*** Opening of Extracted records ***

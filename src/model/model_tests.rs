use super::integrity::tree_integrity_issues;
use super::*;
use crate::error::DockError;

fn assert_tree_ok<C>(tree: &DockTree<C>, context: &str) {
    let issues = tree_integrity_issues(tree);
    assert!(issues.is_empty(), "{context}: {issues:#?}");
}

/// Main root holding one document dock with three documents.
fn tabbed_tree() -> (DockTree<&'static str>, DockableId, [DockableId; 3]) {
    let mut tree = DockTree::new();
    let root = tree.create_root();
    let docs = tree.create_dock(DockKind::Document {
        layout: DocumentLayout::Tabbed,
    });
    tree.attach(docs, root, None).unwrap();
    let a = tree.create_document("a", "a");
    let b = tree.create_document("b", "b");
    let c = tree.create_document("c", "c");
    for id in [a, b, c] {
        tree.attach(id, docs, None).unwrap();
    }
    tree.drain_events();
    (tree, docs, [a, b, c])
}

#[test]
fn first_attached_child_becomes_active() {
    let (tree, docs, [a, ..]) = tabbed_tree();
    assert_tree_ok(&tree, "built");
    assert_eq!(tree.active(docs), Some(a));
    assert_eq!(tree.owner(a), Some(docs));
    assert_eq!(tree.location(a), Location::Visible { owner: docs, index: 0 });
    assert_eq!(tree.location(tree.root().unwrap()), Location::MainRoot);
}

#[test]
fn attach_rejects_cycles_and_double_ownership() {
    let (mut tree, docs, [a, ..]) = tabbed_tree();
    let root = tree.root().unwrap();

    assert_eq!(
        tree.attach(root, docs, None),
        Err(DockError::TargetInsideSource {
            source: root,
            target: docs
        })
    );
    assert!(matches!(
        tree.attach(a, docs, None),
        Err(DockError::OperationNotAllowed { .. })
    ));
    assert_eq!(tree.attach(docs, docs, None), Err(DockError::SelfTarget(docs)));
    assert_eq!(tree.attach(a, a, None), Err(DockError::NotAContainer(a)));
    assert!(tree.events().is_empty());
    assert_tree_ok(&tree, "after rejected attaches");
}

#[test]
fn set_active_rejects_non_members() {
    let (mut tree, docs, [a, b, _]) = tabbed_tree();
    let stranger = tree.create_document("x", "x");
    assert_eq!(
        tree.set_active(docs, Some(stranger)),
        Err(DockError::NotOwned {
            dockable: stranger,
            owner: docs
        })
    );
    assert_eq!(tree.active(docs), Some(a));

    tree.set_active(docs, Some(b)).unwrap();
    assert_eq!(
        tree.drain_events(),
        vec![
            DockEvent::ActiveChanged {
                dock: docs,
                old: Some(a),
                new: Some(b)
            },
            DockEvent::Selected { dockable: b },
        ]
    );
}

#[test]
fn navigation_history_walks_back_and_forward() {
    let (mut tree, docs, [a, b, c]) = tabbed_tree();
    assert!(!tree.can_go_back(docs));

    tree.set_active(docs, Some(b)).unwrap();
    tree.set_active(docs, Some(c)).unwrap();
    assert!(tree.can_go_back(docs));

    assert_eq!(tree.go_back(docs), Ok(Some(b)));
    assert_eq!(tree.go_back(docs), Ok(Some(a)));
    assert_eq!(tree.go_back(docs), Ok(None));
    assert_eq!(tree.active(docs), Some(a));

    assert!(tree.can_go_forward(docs));
    assert_eq!(tree.go_forward(docs), Ok(Some(b)));

    // A fresh selection drops the forward stack.
    tree.set_active(docs, Some(a)).unwrap();
    assert!(!tree.can_go_forward(docs));
}

#[test]
fn navigation_skips_detached_entries() {
    let (mut tree, docs, [a, b, c]) = tabbed_tree();
    tree.set_active(docs, Some(b)).unwrap();
    tree.set_active(docs, Some(c)).unwrap();
    tree.detach(b).unwrap();
    assert_eq!(tree.go_back(docs), Ok(Some(a)));
    assert_tree_ok(&tree, "after navigation");
}

#[test]
fn detaching_active_prefers_history_then_neighbours() {
    let (mut tree, docs, [a, b, c]) = tabbed_tree();
    tree.set_active(docs, Some(c)).unwrap();
    tree.set_active(docs, Some(b)).unwrap();

    // History says c was active before b.
    tree.detach(b).unwrap();
    assert_eq!(tree.active(docs), Some(c));

    // History still remembers a.
    tree.detach(c).unwrap();
    assert_eq!(tree.active(docs), Some(a));

    tree.detach(a).unwrap();
    assert_eq!(tree.active(docs), None);
    assert!(tree.children(docs).is_empty());
    assert_eq!(tree.location(a), Location::Detached);
}

#[test]
fn detaching_inactive_child_keeps_active() {
    let (mut tree, docs, [a, b, _]) = tabbed_tree();
    tree.detach(b).unwrap();
    assert_eq!(tree.active(docs), Some(a));
    let events = tree.drain_events();
    assert_eq!(
        events,
        vec![DockEvent::Removed {
            dockable: b,
            owner: docs
        }]
    );
}

#[test]
fn move_to_reorders_and_reparents() {
    let (mut tree, docs, [a, b, c]) = tabbed_tree();
    let root = tree.root().unwrap();
    let other = tree.create_dock(DockKind::Tool {
        alignment: PinnedAlignment::Left,
    });
    tree.attach(other, root, None).unwrap();

    tree.move_to(c, docs, Some(0)).unwrap();
    assert_eq!(tree.children(docs), &[c, a, b]);

    tree.move_to(a, other, None).unwrap();
    assert_eq!(tree.children(other), &[a]);
    assert_eq!(tree.active(other), Some(a));
    assert_eq!(tree.owner(a), Some(other));
    assert_tree_ok(&tree, "after moves");

    assert!(matches!(
        tree.move_to(root, other, None),
        Err(DockError::TargetInsideSource { .. })
    ));
}

#[test]
fn move_within_validates_indices() {
    let (mut tree, docs, [a, b, c]) = tabbed_tree();
    tree.move_within(docs, 0, 2).unwrap();
    assert_eq!(tree.children(docs), &[b, c, a]);
    assert_eq!(
        tree.move_within(docs, 3, 0),
        Err(DockError::InvalidIndex { index: 3, len: 3 })
    );
}

#[test]
fn focus_activates_the_owner_chain() {
    let mut tree: DockTree<u32> = DockTree::new();
    let root = tree.create_root();
    let split = tree.create_dock(DockKind::Proportional {
        orientation: Orientation::Horizontal,
    });
    tree.attach(split, root, None).unwrap();
    let left = tree.create_dock(DockKind::Tool {
        alignment: PinnedAlignment::Left,
    });
    let splitter = tree.create_splitter(4.0);
    let right = tree.create_dock(DockKind::Document {
        layout: DocumentLayout::Tabbed,
    });
    for id in [left, splitter, right] {
        tree.attach(id, split, None).unwrap();
    }
    let tool = tree.create_tool("tool", 1);
    let doc_a = tree.create_document("a", 2);
    let doc_b = tree.create_document("b", 3);
    tree.attach(tool, left, None).unwrap();
    tree.attach(doc_a, right, None).unwrap();
    tree.attach(doc_b, right, None).unwrap();
    assert_eq!(tree.active(split), Some(left));

    tree.focus(doc_b).unwrap();
    assert_eq!(tree.active(right), Some(doc_b));
    assert_eq!(tree.active(split), Some(right));
    assert_eq!(tree.container(root).unwrap().focused, Some(doc_b));
    assert_eq!(tree.container(right).unwrap().focused, Some(doc_b));
    assert_eq!(tree.top_root_of(doc_b), Some(root));
    assert_tree_ok(&tree, "after focus");
}

#[test]
fn remove_subtree_drops_descendants() {
    let (mut tree, docs, [a, b, c]) = tabbed_tree();
    let removed = tree.remove_subtree(docs).unwrap();
    assert_eq!(removed.len(), 4);
    for id in [docs, a, b, c] {
        assert!(!tree.contains(id));
    }
    assert_tree_ok(&tree, "after removal");
    assert!(tree.remove_subtree(tree.root().unwrap()).is_err());
}

#[test]
fn effective_dock_group_is_inherited() {
    let (mut tree, docs, [a, ..]) = tabbed_tree();
    assert_eq!(tree.effective_dock_group(a), None);
    tree.get_mut(docs).unwrap().dock_group = Some("editors".to_owned());
    assert_eq!(tree.effective_dock_group(a), Some("editors"));
    tree.get_mut(a).unwrap().dock_group = Some("own".to_owned());
    assert_eq!(tree.effective_dock_group(a), Some("own"));
}

#[test]
fn integrity_reports_broken_owner() {
    let (mut tree, docs, [a, ..]) = tabbed_tree();
    tree.get_mut(a).unwrap().owner = None;
    let issues = tree_integrity_issues(&tree);
    assert!(
        issues.iter().any(|line| line.contains("owner=None")),
        "{issues:#?}"
    );

    tree.get_mut(a).unwrap().owner = Some(docs);
    let stray = tree.create_tool("stray", "stray");
    let issues = tree_integrity_issues(&tree);
    assert_eq!(issues.len(), 1, "{issues:#?}");
    assert!(issues[0].contains(&stray.to_string()));
}

#[test]
fn integrity_reports_misplaced_splitters() {
    let mut tree: DockTree<()> = DockTree::new();
    let root = tree.create_root();
    let split = tree.create_dock(DockKind::Proportional {
        orientation: Orientation::Vertical,
    });
    tree.attach(split, root, None).unwrap();
    let s1 = tree.create_splitter(4.0);
    tree.attach(s1, split, None).unwrap();
    let issues = tree_integrity_issues(&tree);
    assert!(issues.iter().any(|l| l.contains("misplaced splitter")), "{issues:#?}");
    assert!(issues.iter().any(|l| l.contains("ends with a splitter")), "{issues:#?}");
    assert_eq!(tree.active(split), None);
}
impl<B, M: MdiLayoutManager> DockController<B, M> {
    /// Feeds one pointer event, committing a drop on release.
    ///
    /// `source_surface` is the surface that delivered the event; `surfaces` lists every surface
    /// a drop could land on.
    pub fn process<C>(
        &mut self,
        tree: &mut DockTree<C>,
        event: PointerEvent,
        source_surface: SurfaceId,
        surfaces: &SurfaceRegistry,
    ) -> DragOutcome
    where
        B: DockBehavior<C>,
    {
        match event.kind {
            PointerEventKind::Pressed => {
                let Some(source) = surfaces
                    .get(source_surface)
                    .filter(|s| s.rect.contains(event.position))
                    .and_then(|s| draggable_at(tree, s.root, event.position))
                else {
                    return DragOutcome::None;
                };
                self.press_dockable(tree, source, source_surface, event)
            }
            PointerEventKind::Moved | PointerEventKind::Enter | PointerEventKind::Leave => {
                self.on_move(tree, event, surfaces)
            }
            PointerEventKind::Released => self.on_release(tree, event, surfaces),
            PointerEventKind::CaptureLost => self.cancel(),
            PointerEventKind::WheelChanged => DragOutcome::None,
        }
    }

    /// Starts a gesture on a dockable the host already knows was pressed (e.g. a window's
    /// title bar, whose source is the window's layout root).
    pub fn press_dockable<C>(
        &mut self,
        tree: &DockTree<C>,
        source: DockableId,
        source_surface: SurfaceId,
        event: PointerEvent,
    ) -> DragOutcome {
        if let Some(active) = self.phase.session() {
            log::debug!("session PRESS ignored: session {} in progress", active.id);
            let message = format!("session PRESS ignored id={}", active.id);
            self.debug_event(message);
            return DragOutcome::None;
        }
        let draggable = tree
            .get(source)
            .is_some_and(|d| !d.is_splitter() && d.capabilities.can_drag);
        if !draggable {
            return DragOutcome::None;
        }

        let id = self.next_session_id.max(1);
        self.next_session_id = id.saturating_add(1);
        let action = DragAction::from_modifiers(event.modifiers);
        let session = DragSession::new(id, event.position, source, source_surface, action);
        self.phase = DragPhase::Pressed(session);
        log::debug!("session PRESS id={id} source={source} action={action:?}");
        self.debug_event(format!("session PRESS id={id} source={source} action={action:?}"));
        DragOutcome::Pressed { source }
    }

    fn on_move<C>(&mut self, tree: &DockTree<C>, event: PointerEvent, surfaces: &SurfaceRegistry) -> DragOutcome
    where
        B: DockBehavior<C>,
    {
        match self.phase {
            DragPhase::Idle => DragOutcome::None,
            DragPhase::Pressed(mut session) => {
                session.pointer = event.position;
                if event.kind != PointerEventKind::Moved
                    || session.travelled() < self.manager.options.min_drag_distance
                {
                    self.phase = DragPhase::Pressed(session);
                    return DragOutcome::None;
                }
                self.resolve(tree, surfaces, &mut session);
                self.phase = DragPhase::Dragging(session);
                log::debug!(
                    "session START id={} source={} travelled={:.1}",
                    session.id,
                    session.source,
                    session.travelled()
                );
                self.debug_event(format!("session START id={} source={}", session.id, session.source));
                DragOutcome::Started {
                    source: session.source,
                }
            }
            DragPhase::Dragging(mut session) => {
                let before = (session.operation, session.target);
                session.pointer = event.position;
                self.resolve(tree, surfaces, &mut session);
                self.phase = DragPhase::Dragging(session);
                if (session.operation, session.target) == before {
                    return DragOutcome::None;
                }
                log::trace!(
                    "session HOVER id={} operation={:?} target={:?}",
                    session.id,
                    session.operation,
                    session.target
                );
                DragOutcome::Hovered {
                    operation: session.operation,
                    target: session.target,
                }
            }
        }
    }

    fn on_release<C>(&mut self, tree: &mut DockTree<C>, event: PointerEvent, surfaces: &SurfaceRegistry) -> DragOutcome
    where
        B: DockBehavior<C>,
    {
        match std::mem::take(&mut self.phase) {
            DragPhase::Idle => DragOutcome::None,
            DragPhase::Pressed(session) => {
                log::debug!("session CLICK id={} source={}", session.id, session.source);
                DragOutcome::Clicked {
                    source: session.source,
                }
            }
            DragPhase::Dragging(mut session) => {
                if session.pointer != event.position {
                    session.pointer = event.position;
                    self.resolve(tree, surfaces, &mut session);
                }
                self.commit(tree, &session)
            }
        }
    }

    fn commit<C>(&mut self, tree: &mut DockTree<C>, session: &DragSession) -> DragOutcome
    where
        B: DockBehavior<C>,
    {
        let DragSession {
            id,
            source,
            operation,
            target,
            action,
            pointer,
            ..
        } = *session;
        if operation.is_none() {
            log::debug!("session RELEASE id={id}: nothing to drop on");
            self.debug_event(format!("session RELEASE id={id} cancelled"));
            return DragOutcome::Cancelled {
                source,
                reason: CancelReason::NoOperation,
            };
        }

        let result = self
            .manager
            .dock(tree, source, target, operation, action, pointer);
        let outcome = match result {
            Ok(focus) => {
                self.debug_event(format!(
                    "session DROP id={id} source={source} operation={operation:?} target={target:?}"
                ));
                DragOutcome::Dropped {
                    source,
                    operation,
                    target,
                    focus,
                }
            }
            Err(err) => {
                log::debug!("session RELEASE id={id}: drop rejected: {err}");
                self.debug_event(format!("session RELEASE id={id} rejected: {err}"));
                DragOutcome::Cancelled {
                    source,
                    reason: CancelReason::Rejected(err),
                }
            }
        };
        self.check_integrity(tree);
        outcome
    }

    fn check_integrity<C>(&mut self, tree: &DockTree<C>) {
        let options = &self.manager.options;
        if !options.debug_integrity {
            return;
        }
        let panic_on_failure = options.debug_integrity_panic;
        let issues = self
            .debug_log
            .check_integrity(options.debug_event_log_capacity, tree);
        if !issues.is_empty() && panic_on_failure && cfg!(debug_assertions) {
            panic!(
                "dock tree integrity failure after drop:\n{}",
                issues.join("\n")
            );
        }
    }

    /// Re-runs hit-testing for the session's pointer position.
    fn resolve<C>(&self, tree: &DockTree<C>, surfaces: &SurfaceRegistry, session: &mut DragSession)
    where
        B: DockBehavior<C>,
    {
        session.clear_hover();
        let options = &self.manager.options;
        let point = session.pointer;
        let source = session.source;
        let action = session.action;
        let check = |target: Option<DockableId>, operation: DockOperation| {
            self.manager
                .check_dock(tree, source, target, operation, action)
                .is_ok()
        };

        // A dragged window cannot drop onto itself.
        let hovered = surfaces.surface_at(point, |_, s| tree.is_in_subtree(source, s.root));
        if let Some((_, surface)) = hovered
            && let Some((target, rect)) = drop_target_at(tree, surface.root, surface.rect, point, source)
        {
            let operation = get_dock_operation(
                point,
                rect,
                options,
                action,
                |operation, _| operation != DockOperation::Window && check(Some(target), operation),
                |operation| self.manager.behavior.zone_visible(target, operation),
            );
            if !operation.is_none() {
                session.operation = operation;
                session.target = Some(target);
                return;
            }
        }

        let far_from_source = surfaces
            .get(session.source_surface)
            .is_none_or(|s| overshoot(s.rect, point) > options.float_distance);
        if (hovered.is_none() || far_from_source) && check(None, DockOperation::Window) {
            session.operation = DockOperation::Window;
        }
    }
}
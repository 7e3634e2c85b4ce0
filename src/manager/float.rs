use egui::{Pos2, Vec2};

use crate::error::DockError;
use crate::model::{
    DockEvent, DockKind, DockTree, DockWindow, DockableId, PinnedAlignment, RootState, WindowId,
};
use crate::options::DockOptions;

use super::split::tab_group_for;

/// Offset of the window origin from the grab point, so the title bar sits under the pointer.
const GRAB_OFFSET: Vec2 = Vec2::new(20.0, 10.0);

/// Title of the first leaf found under `id`, following active children first.
pub(super) fn title_for_subtree<C>(tree: &DockTree<C>, id: DockableId) -> String {
    let mut stack = vec![id];
    while let Some(current) = stack.pop() {
        let Some(dockable) = tree.get(current) else {
            continue;
        };
        if dockable.is_leaf() {
            return dockable.title.clone();
        }
        if let Some(container) = dockable.container() {
            stack.extend(container.visible.iter().rev().copied());
            if let Some(active) = container.active {
                stack.push(active);
            }
        }
    }
    format!("Window {id}")
}

/// Size for a window showing `id`: its last visible size, else the default, never below the
/// minimum.
fn window_size<C>(tree: &DockTree<C>, options: &DockOptions, id: DockableId) -> Vec2 {
    let last = tree
        .get(id)
        .and_then(|d| d.bounds.visible)
        .filter(|r| r.is_finite() && r.width() > 0.0 && r.height() > 0.0)
        .map_or(options.float_window_default_size, |r| r.size());
    last.max(options.float_window_min_size)
}

/// Wraps the detached `placed` in a new window root and registers the window with the main
/// root. Returns the dockable to focus.
pub(super) fn open_window<C>(
    tree: &mut DockTree<C>,
    options: &DockOptions,
    placed: DockableId,
    grab: Pos2,
) -> DockableId {
    let Some(main_root) = tree.root() else {
        debug_assert!(false, "floating without a main root");
        return placed;
    };
    let size = window_size(tree, options, placed);
    let title = title_for_subtree(tree, placed);
    let window = tree.alloc_window_id();

    let layout = tree.create_dock(DockKind::Root(Box::new(RootState {
        window: Some(window),
        ..RootState::default()
    })));
    let content = if tree.get(placed).is_some_and(|d| d.is_leaf()) {
        let kind = tab_group_for(tree, placed, PinnedAlignment::Left);
        let group = tree.create_dock(kind);
        tree.attach_unchecked(placed, group, None);
        group
    } else {
        placed
    };
    tree.attach_unchecked(content, layout, None);

    if let Some(state) = tree.root_state_mut(main_root) {
        state.windows.push(DockWindow {
            id: window,
            title,
            position: grab - GRAB_OFFSET,
            size,
            topmost: false,
            layout,
            host: None,
        });
    }
    tree.emit(DockEvent::WindowOpened { window });
    log::debug!("floated {placed} into {window} at {:?}", grab - GRAB_OFFSET);
    placed
}

pub(super) fn move_window<C>(tree: &mut DockTree<C>, window: WindowId, grab: Pos2) {
    if let Some(w) = tree.window_mut(window) {
        w.position = grab - GRAB_OFFSET;
    }
}

/// Where [`super::DockManager::float_dockable`] opens a window when no pointer is involved:
/// over the dockable's last visible position.
pub(super) fn default_grab<C>(tree: &DockTree<C>, id: DockableId) -> Pos2 {
    tree.get(id)
        .and_then(|d| d.bounds.visible)
        .filter(|r| r.is_finite())
        .map_or(Pos2::new(32.0, 32.0), |r| r.min)
        + GRAB_OFFSET
}

/// The single content child of a window's layout root, if it has exactly one.
pub(super) fn sole_content<C>(tree: &DockTree<C>, window: WindowId) -> Result<DockableId, DockError> {
    let layout = tree
        .window(window)
        .map(|w| w.layout)
        .ok_or(DockError::MissingWindow(window))?;
    match tree.content_children(layout).as_slice() {
        &[only] => Ok(only),
        _ => Err(DockError::OperationNotAllowed {
            operation: crate::model::DockOperation::None,
            target: Some(layout),
        }),
    }
}

/// Removes a window and everything in it, provided every leaf may close.
pub(super) fn close_window<C>(tree: &mut DockTree<C>, window: WindowId) -> Result<(), DockError> {
    let layout = tree
        .window(window)
        .map(|w| w.layout)
        .ok_or(DockError::MissingWindow(window))?;
    let leaves: Vec<DockableId> = tree
        .descendants(layout)
        .into_iter()
        .filter(|&id| tree.get(id).is_some_and(|d| d.is_leaf()))
        .collect();
    if let Some(&stuck) = leaves
        .iter()
        .find(|&&id| tree.get(id).is_some_and(|d| !d.capabilities.can_close))
    {
        return Err(DockError::CapabilityDenied {
            dockable: stuck,
            capability: "close",
        });
    }

    tree.remove_subtree(layout)?;
    for dockable in leaves {
        tree.emit(DockEvent::Closed { dockable });
    }
    log::debug!("closed {window}");
    Ok(())
}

*** Close of Extracted records ***

● Assignment
The lines you return should be those above that contain the word "focused", every one of them.

● Task solution
    assert_eq!(tree.container(root).unwrap().focused, Some(doc_b));
    assert_eq!(tree.container(right).unwrap().focused, Some(doc_b));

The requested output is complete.